After publishing Hot Lead, Cold Sweat, Collins launched the science fiction magazine Void : Science Fiction and Fantasy, with the first issue appearing in the week leading up to the 1975 World SF Convention. He sold his first professional fantasy story in 1977 to the United States magazine Weirdbook and that same year ceased publishing Void (after five issues) in order to establish the Worlds series of anthologies. The first three volumes were published between 1978 and 1979. By 1980 Collins had also sold another eleven stories to magazines and books in Australia and overseas.
Collins began publishing science fiction novels through Void Publications in 1980, with the first title being Jack Wodhams' Looking For Blücher. He closed Void down in 1981 and immediately set up the Cory and Collins press, with artist Rowena Collins.

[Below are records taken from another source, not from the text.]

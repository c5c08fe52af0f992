//! Concrete bundle pipeline rules.
//!
//! A correctly configured pipeline runs these in order:
//!
//! 1. [`BaseTemplateRule`] — seeds the fold with a preconfigured base bundle
//!    (privileged or unprivileged).
//! 2. [`RootfsRule`] — copies the resolved rootfs path into the bundle.
//! 3. [`NetworkHookRule`] — wires log-file and `PATH` environment into the
//!    pre-start hook list and appends the acquired network hook.
//! 4. [`BindMountsRule`] — translates bind-mount entries into named mounts
//!    with low-level options.
//!
//! Every rule except the seeding rule preserves all fields of its input
//! bundle that it does not own.

use crate::bundle::{Bundle, Mount, MountOptions, PrestartHook};
use crate::constants::{
    BIND_MOUNT_TYPE, HANDLE_PLACEHOLDER, LOG_FILE_ENV_VAR, MOUNT_NAME_PREFIX, PATH_ENV_VAR,
};
use crate::pipeline::BundleRule;
use crate::spec::DesiredContainerSpec;

// =============================================================================
// Base Template Rule
// =============================================================================

/// Seeding rule: selects one of two preconfigured base bundle templates.
///
/// Ignores the input bundle entirely and returns the privileged or
/// unprivileged template unmodified, based on `spec.privileged`. Must be the
/// first rule in a pipeline.
#[derive(Debug, Clone)]
pub struct BaseTemplateRule {
    /// Template used when the spec requests a privileged container.
    pub privileged_base: Bundle,
    /// Template used otherwise.
    pub unprivileged_base: Bundle,
}

impl BundleRule for BaseTemplateRule {
    fn apply(&self, _bundle: Option<Bundle>, spec: &DesiredContainerSpec) -> Bundle {
        if spec.privileged {
            self.privileged_base.clone()
        } else {
            self.unprivileged_base.clone()
        }
    }
}

// =============================================================================
// Rootfs Rule
// =============================================================================

/// Copies `spec.rootfs_path` into the bundle's root filesystem field,
/// leaving every other field untouched.
#[derive(Debug, Clone, Copy, Default)]
pub struct RootfsRule;

impl BundleRule for RootfsRule {
    fn apply(&self, bundle: Option<Bundle>, spec: &DesiredContainerSpec) -> Bundle {
        bundle
            .unwrap_or_default()
            .with_rootfs(spec.rootfs_path.clone())
    }
}

// =============================================================================
// Network Hook Rule
// =============================================================================

/// Appends network-related pre-start hooks to the bundle.
///
/// Two appends, both preserving hooks already present:
///
/// 1. A log-wiring entry whose environment carries
///    `GARDEN_LOG_FILE=<pattern with handle substituted>` and the caller's
///    inherited `PATH`.
/// 2. The spec's network hook (path and args), when present.
#[derive(Debug, Clone, Default)]
pub struct NetworkHookRule {
    /// Log file pattern with a `%s` placeholder for the container handle,
    /// e.g. `/var/log/containers/%s.log`.
    pub log_file_pattern: String,
}

impl BundleRule for NetworkHookRule {
    fn apply(&self, bundle: Option<Bundle>, spec: &DesiredContainerSpec) -> Bundle {
        let log_file = self
            .log_file_pattern
            .replace(HANDLE_PLACEHOLDER, &spec.handle);
        let inherited_path = std::env::var(PATH_ENV_VAR).unwrap_or_default();

        let mut bundle = bundle.unwrap_or_default().with_prestart_hook(PrestartHook {
            env: vec![
                format!("{}={}", LOG_FILE_ENV_VAR, log_file),
                format!("{}={}", PATH_ENV_VAR, inherited_path),
            ],
            ..PrestartHook::default()
        });

        if let Some(hook) = &spec.network_hook {
            bundle = bundle.with_prestart_hook(PrestartHook::from(hook.clone()));
        }

        bundle
    }
}

// =============================================================================
// Bind Mounts Rule
// =============================================================================

/// Translates `spec.bind_mounts` into bundle mounts.
///
/// For each entry, in input order: generates a mount name unique within the
/// bundle, appends `{destination, name}` to the ordered mount list, and
/// registers `{type: "bind", source, options: ["bind", "ro"|"rw"]}` under
/// that name.
#[derive(Debug, Clone, Copy, Default)]
pub struct BindMountsRule;

impl BundleRule for BindMountsRule {
    fn apply(&self, bundle: Option<Bundle>, spec: &DesiredContainerSpec) -> Bundle {
        let mut bundle = bundle.unwrap_or_default();

        for bind in &spec.bind_mounts {
            let name = next_mount_name(&bundle);
            bundle = bundle.with_mount(
                Mount {
                    destination: bind.dst_path.clone(),
                    name,
                },
                MountOptions {
                    fs_type: BIND_MOUNT_TYPE.to_string(),
                    source: bind.src_path.clone(),
                    options: vec![
                        BIND_MOUNT_TYPE.to_string(),
                        bind.mode.as_option().to_string(),
                    ],
                },
            );
        }

        bundle
    }
}

/// Picks the first `bind-mount-N` name not already taken in the bundle.
fn next_mount_name(bundle: &Bundle) -> String {
    let mut i = bundle.mounts.len();
    loop {
        let name = format!("{}-{}", MOUNT_NAME_PREFIX, i);
        if !bundle.has_mount_name(&name) {
            return name;
        }
        i += 1;
    }
}
//! Provisioning orchestrator.
//!
//! [`Provisioner`] sequences the network, volume, and containerizer
//! collaborators to realize a container, and to tear one down. It is
//! stateless across calls: all durable state lives in the collaborators, so
//! concurrent lifecycle operations for *different* handles are independent
//! by construction. Operations on the *same* handle are not coordinated
//! here — callers must keep at most one in flight per handle.
//!
//! # Failure behavior
//!
//! Create is compensating: an undo step is pushed onto a
//! [`CompensationStack`] as each resource is acquired, and on any later
//! failure the stack unwinds in reverse order before the original error is
//! returned. Compensation failures are logged, never escalated.
//!
//! Destroy is the opposite: a fixed fail-fast sequence (containerizer,
//! network, volume, properties) that aborts on the first error, leaving
//! later resources untouched. Callers retry Destroy to finish a partial
//! teardown. The asymmetry with Create is deliberate.

use crate::container::Container;
use crate::error::Result;
use crate::rootfs::{QuotaScope, RootfsLocator, VolumeSpec};
use crate::spec::{Capacity, ContainerRequest, DesiredContainerSpec, Properties};
use crate::traits::{
    Containerizer, Networker, PropertyManager, Starter, SysInfoProvider, UidGenerator,
    VolumeCreator,
};
use std::sync::Arc;
use tracing::{debug, info, warn};

// =============================================================================
// Compensation
// =============================================================================

/// A single undoable acquisition made during create.
#[derive(Debug, Clone, PartialEq, Eq)]
pub enum Compensation {
    /// Tear down the handle's network resources.
    Network { handle: String },
    /// Remove the handle's volume.
    ///
    /// Not pushed by [`Provisioner::create`] today: containerizer destroy is
    /// expected to cover volume cleanup. Kept so the unwind mechanism stays
    /// general.
    Volume { handle: String },
}

/// Ordered undo log for acquired resources.
///
/// Steps are pushed as each acquisition succeeds; [`unwind`] executes them
/// in reverse order. Failures during unwind are logged and skipped — only
/// the error that triggered compensation reaches the caller.
///
/// [`unwind`]: CompensationStack::unwind
#[derive(Debug, Default)]
pub struct CompensationStack {
    steps: Vec<Compensation>,
}

impl CompensationStack {
    /// Creates an empty stack.
    pub fn new() -> Self {
        Self::default()
    }

    /// Records an undo step for a successfully acquired resource.
    pub fn push(&mut self, step: Compensation) {
        self.steps.push(step);
    }

    /// Executes all recorded steps in reverse acquisition order.
    pub async fn unwind(self, networker: &dyn Networker, volumes: &dyn VolumeCreator) {
        for step in self.steps.into_iter().rev() {
            match step {
                Compensation::Network { handle } => {
                    if let Err(err) = networker.destroy(&handle).await {
                        warn!(handle = %handle, "network compensation failed: {}", err);
                    }
                }
                Compensation::Volume { handle } => {
                    if let Err(err) = volumes.destroy(&handle).await {
                        warn!(handle = %handle, "volume compensation failed: {}", err);
                    }
                }
            }
        }
    }
}

// =============================================================================
// Provisioner
// =============================================================================

/// Orchestrates the collaborators to implement the container lifecycle.
pub struct Provisioner {
    /// Reports total memory and disk.
    pub sys_info: Arc<dyn SysInfoProvider>,
    /// Runs and manages low-level containers.
    pub containerizer: Arc<dyn Containerizer>,
    /// Generates unique handles for containers.
    pub uid_generator: Arc<dyn UidGenerator>,
    /// Runs one-time backend start-up tasks.
    pub starter: Arc<dyn Starter>,
    /// Creates per-container networks.
    pub networker: Arc<dyn Networker>,
    /// Creates per-container rootfs volumes.
    pub volume_creator: Arc<dyn VolumeCreator>,
    /// Stores per-container properties.
    pub property_manager: Arc<dyn PropertyManager>,
}

impl Provisioner {
    /// Runs the backend's one-time start-up tasks.
    pub fn start(&self) -> Result<()> {
        self.starter.start()
    }

    /// Health check.
    pub fn ping(&self) -> Result<()> {
        Ok(())
    }

    /// Creates a container from a high-level request.
    ///
    /// Sequencing: handle generation (when the request carries none),
    /// network acquisition, rootfs reference parsing, volume creation, then
    /// containerizer create. A failure after network acquisition unwinds
    /// the compensation stack before returning the original error. On
    /// success the request's properties are attached via the returned
    /// facade, surfacing the first property error encountered.
    pub async fn create(&self, request: ContainerRequest) -> Result<Container> {
        let handle = match request.handle.as_deref() {
            Some(h) if !h.is_empty() => h.to_string(),
            _ => self.uid_generator.generate(),
        };
        info!(handle = %handle, "creating container");

        let mut compensations = CompensationStack::new();

        let hook = self.networker.hook(&handle, &request.network).await?;
        compensations.push(Compensation::Network {
            handle: handle.clone(),
        });

        let locator = match request.rootfs.parse::<RootfsLocator>() {
            Ok(locator) => locator,
            Err(err) => {
                self.unwind(compensations).await;
                return Err(err);
            }
        };

        let volume_spec = VolumeSpec {
            rootfs: locator,
            quota_bytes: request.disk_limit_bytes,
            quota_scope: QuotaScope::Exclusive,
        };
        // Extra driver mounts are not consumed by this core.
        let (rootfs_path, _extra_mounts) =
            match self.volume_creator.create(&handle, volume_spec).await {
                Ok(created) => created,
                Err(err) => {
                    self.unwind(compensations).await;
                    return Err(err);
                }
            };
        // No volume undo step here: containerizer destroy owns volume
        // cleanup from this point on.

        let spec = DesiredContainerSpec {
            handle: handle.clone(),
            rootfs_path,
            network_hook: Some(hook),
            bind_mounts: request.bind_mounts,
            privileged: request.privileged,
        };
        if let Err(err) = self.containerizer.create(spec).await {
            self.unwind(compensations).await;
            return Err(err);
        }

        let container = self.lookup(&handle)?;
        for (name, value) in &request.properties {
            container.set_property(name, value)?;
        }

        info!(handle = %handle, "container created");
        Ok(container)
    }

    /// Destroys a container.
    ///
    /// Fixed fail-fast order: containerizer state, network state, volume
    /// state, property namespace. The first failure aborts the sequence and
    /// is returned; later resources are left for a retry.
    pub async fn destroy(&self, handle: &str) -> Result<()> {
        info!(handle = %handle, "destroying container");

        self.containerizer.destroy(handle).await?;
        self.networker.destroy(handle).await?;
        self.volume_creator.destroy(handle).await?;
        self.property_manager.destroy_namespace(handle)?;

        info!(handle = %handle, "container destroyed");
        Ok(())
    }

    /// Returns a handle-bound facade.
    ///
    /// No existence check is performed: looking up an unknown handle
    /// succeeds, and the error surfaces on first use of the facade.
    pub fn lookup(&self, handle: &str) -> Result<Container> {
        Ok(Container::new(
            handle.to_string(),
            Arc::clone(&self.containerizer),
            Arc::clone(&self.networker),
            Arc::clone(&self.property_manager),
        ))
    }

    /// Lists containers whose properties match every entry of `filter`.
    ///
    /// A per-handle lookup failure is logged and the handle skipped; it
    /// never fails the overall call.
    pub async fn containers(&self, filter: &Properties) -> Result<Vec<Container>> {
        debug!("listing containers");

        let handles = self.containerizer.handles().await?;

        let mut containers = Vec::new();
        for handle in handles {
            if !self.property_manager.matches_all(&handle, filter) {
                continue;
            }
            match self.lookup(&handle) {
                Ok(container) => containers.push(container),
                Err(err) => {
                    warn!(handle = %handle, "lookup failed during listing: {}", err);
                }
            }
        }

        Ok(containers)
    }

    /// Aggregates total memory and disk from the sysinfo provider with the
    /// networker's maximum container count. Any memory/disk failure aborts
    /// the whole call.
    pub fn capacity(&self) -> Result<Capacity> {
        let memory_in_bytes = self.sys_info.total_memory()?;
        let disk_in_bytes = self.sys_info.total_disk()?;
        let max_containers = self.networker.capacity();

        Ok(Capacity {
            memory_in_bytes,
            disk_in_bytes,
            max_containers,
        })
    }

    async fn unwind(&self, compensations: CompensationStack) {
        compensations
            .unwind(self.networker.as_ref(), self.volume_creator.as_ref())
            .await;
    }
}

#[cfg(test)]
mod tests {
    use super::*;
    use crate::error::Error;
    use crate::spec::{Hook, NetOutRule};
    use async_trait::async_trait;
    use std::sync::Mutex;

    #[derive(Default)]
    struct RecordingCollaborator {
        calls: Mutex<Vec<String>>,
        fail_network_destroy: bool,
    }

    impl RecordingCollaborator {
        fn record(&self, call: &str) {
            self.calls.lock().unwrap().push(call.to_string());
        }
    }

    #[async_trait]
    impl Networker for RecordingCollaborator {
        async fn hook(&self, _handle: &str, _network_spec: &str) -> Result<Hook> {
            Ok(Hook::default())
        }

        fn capacity(&self) -> u64 {
            0
        }

        async fn destroy(&self, handle: &str) -> Result<()> {
            self.record(&format!("network-destroy:{}", handle));
            if self.fail_network_destroy {
                return Err(Error::Network {
                    handle: handle.to_string(),
                    reason: "boom".to_string(),
                });
            }
            Ok(())
        }

        async fn net_in(&self, _: &str, host: u16, container: u16) -> Result<(u16, u16)> {
            Ok((host, container))
        }

        async fn net_out(&self, _: &str, _: NetOutRule) -> Result<()> {
            Ok(())
        }
    }

    #[async_trait]
    impl VolumeCreator for RecordingCollaborator {
        async fn create(
            &self,
            _handle: &str,
            _spec: VolumeSpec,
        ) -> Result<(std::path::PathBuf, Vec<crate::spec::BindMount>)> {
            Ok((std::path::PathBuf::new(), Vec::new()))
        }

        async fn destroy(&self, handle: &str) -> Result<()> {
            self.record(&format!("volume-destroy:{}", handle));
            Ok(())
        }
    }

    #[tokio::test]
    async fn unwind_runs_steps_in_reverse_acquisition_order() {
        let collaborator = RecordingCollaborator::default();

        let mut stack = CompensationStack::new();
        stack.push(Compensation::Network {
            handle: "h".to_string(),
        });
        stack.push(Compensation::Volume {
            handle: "h".to_string(),
        });

        stack.unwind(&collaborator, &collaborator).await;

        let calls = collaborator.calls.lock().unwrap();
        assert_eq!(*calls, vec!["volume-destroy:h", "network-destroy:h"]);
    }

    #[tokio::test]
    async fn unwind_continues_past_failed_steps() {
        let collaborator = RecordingCollaborator {
            fail_network_destroy: true,
            ..RecordingCollaborator::default()
        };

        let mut stack = CompensationStack::new();
        stack.push(Compensation::Volume {
            handle: "h".to_string(),
        });
        stack.push(Compensation::Network {
            handle: "h".to_string(),
        });

        // Network destroy fails first; the volume step must still run.
        stack.unwind(&collaborator, &collaborator).await;

        let calls = collaborator.calls.lock().unwrap();
        assert_eq!(*calls, vec!["network-destroy:h", "volume-destroy:h"]);
    }
}
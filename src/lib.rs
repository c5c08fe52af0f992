//! # greenhouse
//!
//! **Provisioning core for a Linux container backend**
//!
//! This crate turns a high-level "desired container" request into a fully
//! specified low-level bundle and a coordinated sequence of resource
//! acquisitions, with compensation on partial failure. It contains no
//! runtime of its own: the container runtime, network subsystem, volume
//! driver, property store, uid generation, and system introspection are all
//! collaborators consumed through the traits in [`traits`].
//!
//! # Architecture Overview
//!
//! ```text
//! ┌──────────────────────────────────────────────────────────────────┐
//! │                          Provisioner                             │
//! │   create ─▶ networker.hook ─▶ parse rootfs ─▶ volumes.create     │
//! │                │                                   │             │
//! │                ▼ (failure at any later step)       ▼             │
//! │        CompensationStack ◀──────────── containerizer.create      │
//! │        (unwound in reverse)                        │             │
//! └────────────────────────────────────────────────────┼─────────────┘
//!                                                      ▼
//! ┌──────────────────────────────────────────────────────────────────┐
//! │                        BundlePipeline                            │
//! │  None ─▶ BaseTemplateRule ─▶ RootfsRule ─▶ NetworkHookRule       │
//! │                              ─▶ BindMountsRule ─▶ final bundle   │
//! └──────────────────────────────────────────────────────────────────┘
//! ```
//!
//! The bundle pipeline is an ordered fold of pure rules; the containerizer
//! runs it internally when realizing a [`DesiredContainerSpec`]. The
//! orchestrator itself is stateless — durable state lives entirely in the
//! collaborators, keyed by the container handle.
//!
//! # Failure Model
//!
//! | Phase | Policy |
//! |-------|--------|
//! | Create | Compensating: undo acquired resources in reverse order |
//! | Destroy | Fail-fast: fixed order, first error aborts the sequence |
//! | Listing | Per-handle failures logged and skipped |
//!
//! Compensation failures are logged, never escalated; callers always
//! receive the error that triggered the rollback.
//!
//! # Example
//!
//! ```rust,ignore
//! use greenhouse::{ContainerRequest, Provisioner};
//!
//! #[tokio::main]
//! async fn main() -> greenhouse::Result<()> {
//!     let provisioner = Provisioner { /* collaborators */ };
//!     provisioner.start()?;
//!
//!     let container = provisioner
//!         .create(ContainerRequest {
//!             rootfs: "docker:///alpine".to_string(),
//!             ..ContainerRequest::default()
//!         })
//!         .await?;
//!
//!     println!("created {}", container.handle());
//!     Ok(())
//! }
//! ```

pub mod bundle;
pub mod constants;
pub mod container;
pub mod error;
pub mod pipeline;
pub mod provisioner;
pub mod rootfs;
pub mod rules;
pub mod spec;
pub mod traits;

// Re-exports
pub use bundle::{Bundle, Mount, MountOptions, Namespace, PrestartHook};
pub use container::Container;
pub use error::{Error, Result};
pub use pipeline::{BundlePipeline, BundleRule};
pub use provisioner::{Compensation, CompensationStack, Provisioner};
pub use rootfs::{QuotaScope, RootfsLocator, VolumeSpec};
pub use rules::{BaseTemplateRule, BindMountsRule, NetworkHookRule, RootfsRule};
pub use spec::{
    BindMount, BindMountMode, Capacity, ContainerRequest, DesiredContainerSpec, Hook, NetOutRule,
    Properties, Protocol,
};
pub use traits::{
    Containerizer, Networker, OutStream, Process, ProcessIo, ProcessSpec, PropertyManager,
    Starter, SysInfoProvider, TarStream, UidGenerator, VolumeCreator,
};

In addition to publishing his own and other authors' novels, Collins
has edited many science fiction collections, written textbooks and had his works included in educational series such as Crackers, Supa Doopers and Trend. His stories have sold to a wide variety of mainstream and genre magazines. The best of his work has been collected in The Government in Exile (1994). A later collection, Stalking Midnight, has been published by cosmos.com in both POD and e-book. Collins returned to editing in 1994 to compile Metaworlds, an anthology of Australia's best recent science fiction, for Penguin Books. This was followed by Strange Fruit: Tales of the Unexpected, an anthology of dark fantasy tales.
In the mid-1990s Collins began to develop an interest in young adult
literature. Angus and Robertson published his children's fantasy novel The Wizard's Torment.
It has since been selected by the New South Wales Department of School
Education for their Bookshelf List, and extracts were published in
School Magazine. Collins also compiled the young adult anthology Dream Weavers for Penguin, the first original Australian heroic fantasy anthology. This was followed by Fantastic Worlds and the Shivers series of children's horror novels (both published by HarperCollins). Hodder published Paul's next anthology, Tales from the Wasteland: Stories from the 13th Floor in 2000.
Collins interest in taekwondo, jujitsu and kick-boxing (he has black belts in the first two disciplines) has seen him write a martial arts series of books, and with
Meredith Costain he has also written the Welcome To series of travel books.
Since the early 2000s Collins has been closely involved with The Quentaris Chronicles, a fantasy series which comprises individual, stand alone books by different
writers, but with the overall concept managed by Collins and Michael Pryor.
Collins set up Ford Street Publishing and established the speakers agency Creative Net.
Collins has also written under the name Marilyn Fate and he and Sean McMullen have both used the pseudonym Roger Wilcox.